▶ EXCERPTED DATA:
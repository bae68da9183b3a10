//! Application orchestration.
//!
//! [`App`] owns the state, translates key events into [`Message`]s,
//! applies them through a synchronous [`App::update`], and executes the
//! resulting backend [`Command`]s. Keeping `update` synchronous and
//! side-effect free makes the whole interaction model unit-testable;
//! only [`App::run`] touches the terminal and the network.

use std::sync::Arc;
use std::time::Instant;

use anyhow::Result;
use crossterm::event::{Event, KeyEventKind};
use ratatui::{buffer::Buffer, layout::Rect};
use storymap_api::{ApiClient, NewStory, PollEvent, PollHandle, StoryMove, spawn_poll};
use storymap_config::Config;
use storymap_protocol::{Message, Project, StoryId, StoryStatus, WireframeStatus};
use tokio::sync::mpsc::UnboundedReceiver;
use tracing::{debug, warn};

use crate::event::{key_to_draft_message, key_to_message, poll_event};
use crate::interaction::{CardKey, DragState, HoverState};
use crate::layout::STATUS_BAR_HEIGHT;
use crate::state::{AppState, Focus};
use crate::terminal::AppTerminal;
use crate::theme::Severity;
use crate::virtualize::VirtualizePolicy;
use crate::widgets::{
    FilterEntry, filter_entries, render_board, render_draft_form, render_filter_panel,
    render_help, render_preview, render_status_bar, render_wireframe_panel,
};

/// A backend operation requested by [`App::update`].
///
/// Commands carry everything needed to run without touching the state
/// again, so they can be executed after `update` returns.
#[derive(Debug, Clone)]
pub enum Command {
    /// Create a story from a submitted draft.
    SubmitStory(NewStory),
    /// Set a story's status to the next step in the cycle.
    CycleStatus {
        /// The card being changed.
        key: CardKey,
        /// The successor status, computed locally.
        status: StoryStatus,
    },
    /// Move a story into another cell.
    MoveStory {
        /// The story being moved.
        story_id: StoryId,
        /// Destination cell and position.
        target: StoryMove,
    },
    /// Delete a story from the board.
    DeleteStory {
        /// The story being deleted.
        story_id: StoryId,
    },
    /// Enqueue a wireframe generation job.
    GenerateWireframe,
    /// Re-fetch the project snapshot.
    Refresh {
        /// Suppress the confirmation toast when `true`.
        silent: bool,
    },
}

/// The application.
pub struct App {
    /// All UI state.
    pub state: AppState,
    config: Config,
    client: Option<Arc<ApiClient>>,
    policy: VirtualizePolicy,
    /// Cursor into the filter panel's entry list.
    filter_cursor: usize,
    /// Vertical scroll of the wireframe panel.
    wireframe_scroll: u16,
    poll: Option<(PollHandle, UnboundedReceiver<PollEvent>)>,
    should_quit: bool,
}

▶ ACTION ITEM:
Within the data above, how many lines contain "synchronous"? Respond with the tally alone.

▶ TASK RESPONSE:
2